Ожиганов и Куприянов у Новой Голландии. Лето 1974?. Фото Б.Смелова. 
Те же и Охапкин.

 

        С Александром Ожигановым у меня было еще несколько мимолетных встреч, но никаких запоминающихся событий или слов не возникло, - кажется, что по просьбе и поручению Владимира Алексеева Ожиганов бегал за водкой, ибо устоять против обаяния Володи может далеко не каждый. Последняя встреча с Ожигановым произошла в 1979 году в пору моего решения о выезде из СССР.

        Был февраль с морозами. И как обычно в феврале "Голос Юности" отмечал очередной свой юбилей. Давид Дар уже проживал в Ерусалиме. Алексею Емельянову уже предложили прекратить переписку с Д.Даром, а письма сжечь. Традиция традицией, а условия трудные, и Леша Емельянов решил в Дом Писателя не соваться, а провести скромные чтения в концертном зале Дома культуры им. Трудовых Резервов, а после официальной части - к вечеру посетить ресторан, - решение мудрое и вполне выполнимое.

        Незадолго перед юбилеем Володя Алексеев подарил мне большую подборку стихов Саши Ожиганова - около 400 - его последнюю книгу, разумеется, нигде не напечатанную. Прекрасные стихи - прекрасные даже в слабостях, то есть монолит поэтического голоса был так крепок, что мелкие шероховатости проскакивали незамеченными, незамечаемыми, как мы не замечаем неправильность устной речи, считая это естественным... Не ведаю, какое место в русской поэзии отведут Ожиганову искусствоведы, но цельность поэтического голоса во второй половине ХХ столетия в России стала большой ценностью... Я поблагодарил Володю Алексеева за подарок и сказал:

        - Передай привет Саше и скажи ему, что я рад его стихам...

        - Скажи ему это сам, - ответил Володя, - Ожиганов будет на юбилее.

        - А кто еще будет?

        - Точно не знаю. Соснора обещал быть. Какая-то Галахова еще. Да все наши придут, кто не занят.
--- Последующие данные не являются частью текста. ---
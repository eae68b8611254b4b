//! Relative luminance and the display-band clamp.
//!
//! Colors are measured with the standard sRGB transfer function and, when
//! outside the configured band, rescaled toward it with a fixed-iteration
//! bisection over a single brightness factor. The search approximates the
//! band boundary rather than solving it exactly; ten iterations leave the
//! result within ~2^-10 of the exact scale factor, which is visually
//! indistinguishable.

use super::Color;

pub const DEFAULT_MIN_LUMINANCE: f64 = 0.15;
pub const DEFAULT_MAX_LUMINANCE: f64 = 0.75;

const BISECTION_ITERATIONS: u32 = 10;

/// The acceptable relative-luminance band for displayed colors.
#[derive(Debug, Clone, Copy, PartialEq)]
pub struct LuminanceBand {
    pub min: f64,
    pub max: f64,
}

impl Default for LuminanceBand {
    fn default() -> Self {
        Self {
            min: DEFAULT_MIN_LUMINANCE,
            max: DEFAULT_MAX_LUMINANCE,
        }
    }
}

/// Normalized sRGB channel fractions of a color.
///
/// Each channel is floored at 0.5 before normalizing; a true zero channel
/// can never be brightened by scaling and would pin the search.
pub fn srgb_fractions(color: Color) -> [f64; 3] {
    [color.r, color.g, color.b].map(|v| f64::from(v).max(0.5) / 255.0)
}

fn linearize(s: f64) -> f64 {
    if s < 0.03928 {
        s / 12.92
    } else {
        ((s + 0.055) / 1.055).powf(2.4)
    }
}

/// Relative luminance of normalized sRGB fractions, per the sRGB
/// linearization and the Rec. 709 channel weights.
pub fn relative_luminance(srgb: [f64; 3]) -> f64 {
    let [r, g, b] = srgb.map(linearize);
    0.2126 * r + 0.7152 * g + 0.0722 * b
}

fn scale_clamped(a: f64, srgb: [f64; 3]) -> [f64; 3] {
    srgb.map(|x| (a * x).min(1.0))
}

/// Bisection over a monotone boolean predicate on `[lo, hi]`.
///
/// Runs a fixed iteration count; each midpoint replaces the bound whose
/// truth value it matches. Returns the endpoint at which the predicate
/// holds. The loop is deliberately iterative and bounded so identical
/// inputs reproduce bit-identical results.
fn bisect(predicate: impl Fn(f64) -> bool, mut lo: f64, mut hi: f64) -> f64 {
    let truth_lo = predicate(lo);
    for _ in 0..BISECTION_ITERATIONS {
        let mid = (lo + hi) / 2.0;
        if predicate(mid) == truth_lo {
            lo = mid;
        } else {
            hi = mid;
        }
    }
    if truth_lo {
        lo
    } else {
        hi
    }
}

fn rescaled(a: f64, srgb: [f64; 3]) -> Color {
    let [r, g, b] = scale_clamped(a, srgb).map(|x| x * 255.0);
    Color::from_channels(r, g, b)
}

/// Constrain a color's relative luminance into `band`.
///
/// Dark colors are brightened to at least `band.min`, bright colors dimmed
/// to at most `band.max`; anything already inside the band is returned
/// unchanged. Scaling happens in fraction space with each channel capped
/// at 1.0, so saturated channels stop contributing and the remaining
/// channels keep rising until the band is reached.
pub fn clamp_luminance(color: Color, band: LuminanceBand) -> Color {
    let srgb = srgb_fractions(color);
    let luminance = relative_luminance(srgb);

    if luminance < band.min {
        let bright_enough = |a: f64| relative_luminance(scale_clamped(a, srgb)) >= band.min;
        rescaled(bisect(bright_enough, 1.0, 255.0), srgb)
    } else if luminance > band.max {
        let dim_enough = |a: f64| relative_luminance(scale_clamped(a, srgb)) <= band.max;
        rescaled(bisect(dim_enough, 0.0, 1.0), srgb)
    } else {
        color
    }
}
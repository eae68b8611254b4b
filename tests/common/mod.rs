//! Common test utilities

use std::sync::Arc;

use huetag::{
    ColorService, EngineConfig, KeyedSwatchRenderer, MemberId, MemoryTagStore, NamespaceId,
    StaticNameService,
};

pub const NS: NamespaceId = NamespaceId(1);

/// A small dictionary with enough shape for exact, fuzzy, and ambiguous
/// lookups.
#[allow(dead_code)] // Not every test binary exercises the dictionary
pub fn test_dictionary() -> StaticNameService {
    StaticNameService::new(&[
        ("violet", "#8f00ff"),
        ("red violet", "#c71585"),
        ("dark violet", "#9400d3"),
        ("tangerine yellow", "#ffcc00"),
        ("sea green", "#2e8b57"),
    ])
}

/// Build a service over a fresh in-memory store with the given members
/// registered.
#[allow(dead_code)] // Not every test binary exercises the service
pub async fn service_with_members(
    config: EngineConfig,
    members: &[MemberId],
) -> (ColorService, Arc<MemoryTagStore>) {
    let store = Arc::new(MemoryTagStore::new());
    for member in members {
        store.add_member(NS, *member).await;
    }
    let service = ColorService::new(
        store.clone(),
        Arc::new(test_dictionary()),
        Arc::new(KeyedSwatchRenderer),
        &config,
    );
    (service, store)
}
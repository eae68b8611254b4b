//! Name dictionary seam.
//!
//! The engine never owns the color-name dictionary or its fuzzy matching;
//! it consumes the two lookups below. [`StaticNameService`] is an
//! in-process backend over a fixed word list so hosts and tests can run
//! without a dictionary service.

use async_trait::async_trait;
use thiserror::Error;

#[derive(Debug, Error)]
pub enum NameServiceError {
    #[error("name service backend failure: {0}")]
    Backend(String),

    #[error("dictionary returned candidate {0:?} but cannot resolve it")]
    MissingEntry(String),
}

/// A dictionary hit: the hex code and the canonical spelling of the name.
#[derive(Debug, Clone, PartialEq, Eq)]
pub struct NameMatch {
    pub code: String,
    pub canonical: String,
}

/// Exact and approximate color-name lookup.
#[async_trait]
pub trait NameService: Send + Sync {
    /// Exact, case-insensitive name match.
    async fn find_exact(&self, name: &str) -> Result<Option<NameMatch>, NameServiceError>;

    /// Approximate candidates for a name the exact lookup missed.
    ///
    /// May return zero, one, or many canonical names; the matching
    /// algorithm is the backend's business.
    async fn disambiguate(&self, name: &str) -> Result<Vec<String>, NameServiceError>;
}

/// Fixed in-memory dictionary.
///
/// Exact lookup compares case-insensitively; `disambiguate` returns every
/// canonical name containing the query as a case-insensitive substring, in
/// dictionary order.
#[derive(Debug, Default)]
pub struct StaticNameService {
    entries: Vec<NameMatch>,
}

impl StaticNameService {
    /// Build a dictionary from `(canonical name, hex code)` pairs.
    pub fn new(pairs: &[(&str, &str)]) -> Self {
        let entries = pairs
            .iter()
            .map(|(name, code)| NameMatch {
                code: (*code).to_string(),
                canonical: (*name).to_string(),
            })
            .collect();
        Self { entries }
    }

    pub fn len(&self) -> usize {
        self.entries.len()
    }

    pub fn is_empty(&self) -> bool {
        self.entries.is_empty()
    }
}

#[async_trait]
impl NameService for StaticNameService {
    async fn find_exact(&self, name: &str) -> Result<Option<NameMatch>, NameServiceError> {
        Ok(self
            .entries
            .iter()
            .find(|entry| entry.canonical.eq_ignore_ascii_case(name))
            .cloned())
    }

    async fn disambiguate(&self, name: &str) -> Result<Vec<String>, NameServiceError> {
        let needle = name.to_lowercase();
        Ok(self
            .entries
            .iter()
            .filter(|entry| entry.canonical.to_lowercase().contains(&needle))
            .map(|entry| entry.canonical.clone())
            .collect())
    }
}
        Отметим, что Галахова - не какая-то, а стала "какой-то", но 25 лет тому назад жила в Ленинграде талантливая молоденькая писательница Галина Прокопенко - Галка Прокопенко, которая писала краткие, жуткие и блестящие рассказы, за каждый из которых могла получить бессрочных 15 лет от "Софьи Васильевны", но время - дети, желудок и прочее превратили ее в писательницу Галахову, награжденную какой-то фестивальной медалью за книгу безвкусной и вялой прозы.
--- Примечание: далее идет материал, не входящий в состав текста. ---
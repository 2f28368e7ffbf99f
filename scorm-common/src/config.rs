//! Configuration loading and cache root resolution
//!
//! Resolution priority for every setting:
//! 1. Command-line argument (highest priority)
//! 2. Environment variable
//! 3. TOML config file
//! 4. Compiled default (the cache root has none: unset means disabled)

use crate::{Error, Result};
use serde::{Deserialize, Serialize};
use std::path::{Path, PathBuf};
use tracing::{info, warn};

/// Environment variable naming the extraction cache root
pub const CACHE_DIR_ENV: &str = "CACHE_DIR";

/// Default HTTP bind address for the content server
pub const DEFAULT_BIND_ADDR: &str = "127.0.0.1:5740";

/// Top-level TOML configuration
#[derive(Debug, Clone, Default, PartialEq, Serialize, Deserialize)]
pub struct TomlConfig {
    /// Extraction cache root; extraction is disabled when unset
    #[serde(default, skip_serializing_if = "Option::is_none")]
    pub cache_dir: Option<PathBuf>,

    /// SQLite database holding runtime state and package registrations
    #[serde(default, skip_serializing_if = "Option::is_none")]
    pub database_path: Option<PathBuf>,

    /// HTTP bind address
    #[serde(default, skip_serializing_if = "Option::is_none")]
    pub bind_addr: Option<String>,

    /// Base URL of the media store (`GET {base}/media/{id}`)
    #[serde(default, skip_serializing_if = "Option::is_none")]
    pub media_base_url: Option<String>,

    #[serde(default)]
    pub logging: LoggingConfig,

    #[serde(default)]
    pub extraction: ExtractionConfig,
}

/// `[logging]` section
#[derive(Debug, Clone, PartialEq, Serialize, Deserialize)]
pub struct LoggingConfig {
    /// Default filter directive when RUST_LOG is not set
    #[serde(default = "default_log_level")]
    pub level: String,
}

impl Default for LoggingConfig {
    fn default() -> Self {
        Self {
            level: default_log_level(),
        }
    }
}

fn default_log_level() -> String {
    "info".to_string()
}

/// `[extraction]` section: lock contention policy
#[derive(Debug, Clone, PartialEq, Serialize, Deserialize)]
pub struct ExtractionConfig {
    /// First backoff delay when the extraction lock is held
    #[serde(default = "default_lock_retry_initial_ms")]
    pub lock_retry_initial_ms: u64,

    /// Backoff ceiling per wait
    #[serde(default = "default_lock_retry_max_ms")]
    pub lock_retry_max_ms: u64,

    /// Total time a request waits for another extraction before giving up
    #[serde(default = "default_lock_max_wait_ms")]
    pub lock_max_wait_ms: u64,

    /// Lock files older than this are considered abandoned
    #[serde(default = "default_stale_lock_secs")]
    pub stale_lock_secs: u64,
}

impl Default for ExtractionConfig {
    fn default() -> Self {
        Self {
            lock_retry_initial_ms: default_lock_retry_initial_ms(),
            lock_retry_max_ms: default_lock_retry_max_ms(),
            lock_max_wait_ms: default_lock_max_wait_ms(),
            stale_lock_secs: default_stale_lock_secs(),
        }
    }
}

fn default_lock_retry_initial_ms() -> u64 {
    100
}

fn default_lock_retry_max_ms() -> u64 {
    2_000
}

fn default_lock_max_wait_ms() -> u64 {
    60_000
}

fn default_stale_lock_secs() -> u64 {
    600
}

/// Default config file location (`~/.config/courselit/scorm-cs.toml` on Linux)
pub fn default_config_path() -> Option<PathBuf> {
    dirs::config_dir().map(|d| d.join("courselit").join("scorm-cs.toml"))
}

/// Default database location when none is configured
pub fn default_database_path() -> PathBuf {
    dirs::data_local_dir()
        .map(|d| d.join("courselit").join("scorm.db"))
        .unwrap_or_else(|| PathBuf::from("./courselit_data/scorm.db"))
}

/// Load TOML config from `path`
///
/// A missing file is not an error: defaults are returned and a warning is
/// logged. A file that exists but does not parse is a configuration error.
pub fn load_toml_config(path: &Path) -> Result<TomlConfig> {
    if !path.exists() {
        warn!("Config file not found at {}, using defaults", path.display());
        return Ok(TomlConfig::default());
    }

    let content = std::fs::read_to_string(path)?;
    let config: TomlConfig = toml::from_str(&content)
        .map_err(|e| Error::Config(format!("Parse {} failed: {}", path.display(), e)))?;

    info!("Loaded config from {}", path.display());
    Ok(config)
}

/// Write TOML config atomically (temp file + rename)
pub fn write_toml_config(config: &TomlConfig, path: &Path) -> Result<()> {
    let content = toml::to_string_pretty(config)
        .map_err(|e| Error::Config(format!("Serialize TOML failed: {}", e)))?;

    if let Some(parent) = path.parent() {
        std::fs::create_dir_all(parent)?;
    }

    let temp_path = path.with_extension("toml.tmp");
    std::fs::write(&temp_path, content)?;
    std::fs::rename(&temp_path, path)?;

    Ok(())
}

/// Resolve the extraction cache root
///
/// Returns `None` when no tier provides a value, which disables extraction.
pub fn resolve_cache_dir(cli_arg: Option<&Path>, toml_config: &TomlConfig) -> Option<PathBuf> {
    if let Some(path) = cli_arg {
        return Some(path.to_path_buf());
    }

    if let Ok(path) = std::env::var(CACHE_DIR_ENV) {
        if !path.trim().is_empty() {
            return Some(PathBuf::from(path));
        }
    }

    toml_config.cache_dir.clone()
}

/// Require a configured cache root
pub fn require_cache_dir(cache_dir: Option<PathBuf>) -> Result<PathBuf> {
    cache_dir.ok_or_else(|| {
        Error::Config(format!(
            "{} not configured; SCORM extraction is disabled",
            CACHE_DIR_ENV
        ))
    })
}
//! Runtime-state transport
//!
//! `GET`/`POST /api/scorm/lesson/{lessonId}/runtime` on the content server.

use async_trait::async_trait;
use reqwest::StatusCode;
use scorm_common::api::{runtime_path, RuntimeUpdateRequest, LEARNER_HEADER};
use scorm_common::CmiTree;
use std::collections::BTreeMap;
use std::time::Duration;
use tracing::{debug, warn};

use crate::config::BridgeConfig;
use crate::error::{BridgeError, BridgeResult};

const USER_AGENT: &str = concat!("scorm-rt/", env!("CARGO_PKG_VERSION"));

/// Persistence backend of a session
#[async_trait]
pub trait RuntimeTransport: Send + Sync {
    /// Previously stored CMI state, `None` when the lesson has none
    async fn load(&self, lesson_id: &str) -> BridgeResult<Option<CmiTree>>;

    /// Send one batch of updates
    async fn commit(&self, lesson_id: &str, updates: &BTreeMap<String, String>) -> BridgeResult<()>;

    /// One-shot, best-effort delivery that must not block the caller
    ///
    /// Used when the page is going away; failures are only logged.
    fn beacon(&self, lesson_id: &str, updates: BTreeMap<String, String>);
}

/// reqwest-backed transport
#[derive(Clone)]
pub struct HttpTransport {
    http_client: reqwest::Client,
    base_url: String,
    learner_id: Option<String>,
    beacon_timeout: Duration,
}

impl HttpTransport {
    pub fn new(config: &BridgeConfig) -> BridgeResult<Self> {
        let http_client = reqwest::Client::builder()
            .user_agent(USER_AGENT)
            .timeout(config.request_timeout)
            .build()?;

        Ok(Self {
            http_client,
            base_url: config.base_url.clone(),
            learner_id: config.learner_id.clone(),
            beacon_timeout: config.beacon_timeout,
        })
    }

    fn runtime_url(&self, lesson_id: &str) -> String {
        format!("{}{}", self.base_url, runtime_path(lesson_id))
    }

    fn with_learner(&self, request: reqwest::RequestBuilder) -> reqwest::RequestBuilder {
        match &self.learner_id {
            Some(learner) => request.header(LEARNER_HEADER, learner),
            None => request,
        }
    }
}

#[async_trait]
impl RuntimeTransport for HttpTransport {
    async fn load(&self, lesson_id: &str) -> BridgeResult<Option<CmiTree>> {
        let response = self
            .with_learner(self.http_client.get(self.runtime_url(lesson_id)))
            .send()
            .await?;

        let status = response.status();
        if status == StatusCode::NOT_FOUND {
            debug!(lesson_id = %lesson_id, "No stored runtime state");
            return Ok(None);
        }
        if !status.is_success() {
            let error_text = response.text().await.unwrap_or_default();
            return Err(BridgeError::Status(status.as_u16(), error_text));
        }

        let body = response.text().await?;
        let trimmed = body.trim();
        if trimmed.is_empty() || trimmed == "null" {
            return Ok(None);
        }

        let value: serde_json::Value =
            serde_json::from_str(trimmed).map_err(|e| BridgeError::Parse(e.to_string()))?;
        let tree = CmiTree::from_json(&value).map_err(|e| BridgeError::Parse(e.to_string()))?;

        Ok(if tree.is_empty() { None } else { Some(tree) })
    }

    async fn commit(&self, lesson_id: &str, updates: &BTreeMap<String, String>) -> BridgeResult<()> {
        let body = RuntimeUpdateRequest {
            updates: updates.clone(),
        };

        let response = self
            .with_learner(self.http_client.post(self.runtime_url(lesson_id)))
            .json(&body)
            .send()
            .await?;

        let status = response.status();
        if !status.is_success() {
            let error_text = response.text().await.unwrap_or_default();
            return Err(BridgeError::Status(status.as_u16(), error_text));
        }

        debug!(lesson_id = %lesson_id, updates = updates.len(), "Runtime state committed");
        Ok(())
    }

    fn beacon(&self, lesson_id: &str, updates: BTreeMap<String, String>) {
        let Ok(handle) = tokio::runtime::Handle::try_current() else {
            warn!(lesson_id = %lesson_id, "No async runtime, beacon dropped");
            return;
        };

        // Plain-text body, the way browsers send beacons; the server parses
        // the bytes regardless of content type.
        let body = match serde_json::to_string(&RuntimeUpdateRequest { updates }) {
            Ok(body) => body,
            Err(e) => {
                warn!(lesson_id = %lesson_id, error = %e, "Beacon body not serializable");
                return;
            }
        };

        let request = self
            .with_learner(self.http_client.post(self.runtime_url(lesson_id)))
            .header(reqwest::header::CONTENT_TYPE, "text/plain;charset=UTF-8")
            .timeout(self.beacon_timeout)
            .body(body);
        let lesson_id = lesson_id.to_string();

        handle.spawn(async move {
            match request.send().await {
                Ok(response) if response.status().is_success() => {
                    debug!(lesson_id = %lesson_id, "Beacon delivered");
                }
                Ok(response) => {
                    warn!(lesson_id = %lesson_id, status = response.status().as_u16(), "Beacon rejected");
                }
                Err(e) => {
                    warn!(lesson_id = %lesson_id, error = %e, "Beacon failed");
                }
            }
        });
    }
}
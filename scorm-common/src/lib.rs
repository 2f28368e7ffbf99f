//! # SCORM Common Library
//!
//! Shared code for the SCORM runtime bridge (scorm-rt) and the content
//! server (scorm-cs):
//! - CMI data model (typed trie, path guard, well-known elements)
//! - Runtime API request/response types
//! - Configuration loading
//! - Path-safety helpers used by the extraction cache
//! - Extension → content type table

pub mod api;
pub mod cmi;
pub mod config;
pub mod error;
pub mod mime;
pub mod paths;

pub use cmi::{CmiElement, CmiPath, CmiTree, ScormVersion};
pub use error::{Error, Result};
        В морозный полдень с Владимиром Алексеевым мы пришли в Дом культуры "Трудовых резервов", что прячется в глубине улицы им. Софьи Перовской. В фойе первого этажа и перед концертным залом на втором этаже сидели разобщенные группки кружковцев и "гостей" - бывших кружковцев, многие из которых ныне обрели широкую или печальную известность. А некоторые - Алексеев, Степанов, Шигашов, Ожиганов, Феоктистов, Холоденко и другие /в том числе и я/ остались "молодыми писателями" и, кажется, что навечно. Ярлык "молодой писатель" пристегивается к личности автора после участия его в работе конференции в качестве "подающего надежды и определенно талантливого". Конференции по работе с молодыми авторами были выдуманы секретариатом правления Союза Советских писателей для подготовки должной смены стареющим гвардейцам от литературы.

        Мы вошли в полутемное фойе первого этажа Дома культуры и увидели еще несколько молодых писателей. В одном уютном углу утопал в кресле Анатолий Степанов - человек редкой худобы, которому легко утонуть в кресле. Возле него на подлокотнике сидел Алексей Ельянов. Шигашов занял соседнее кресло. А Саша Ожиганов стоял в уличной одежде - в джинсовой курточке, вязаной шапке с помпоном, с холщевой торбой через плечо. Сашины очки поблескивали пугливо, а глаза за очками были умны и насторожены. Евгений Феоктистов манкировал традиционное сборище - он убыл в Публичную библиотеку. Сабуров не прибыл, ибо проживал в Москве, где по будням водил троллейбус, а по выходным напивался.

        - Вот, - сказал Алексеев, хлопнув Ожиганова по спине, - привел поклонника твоих стихов.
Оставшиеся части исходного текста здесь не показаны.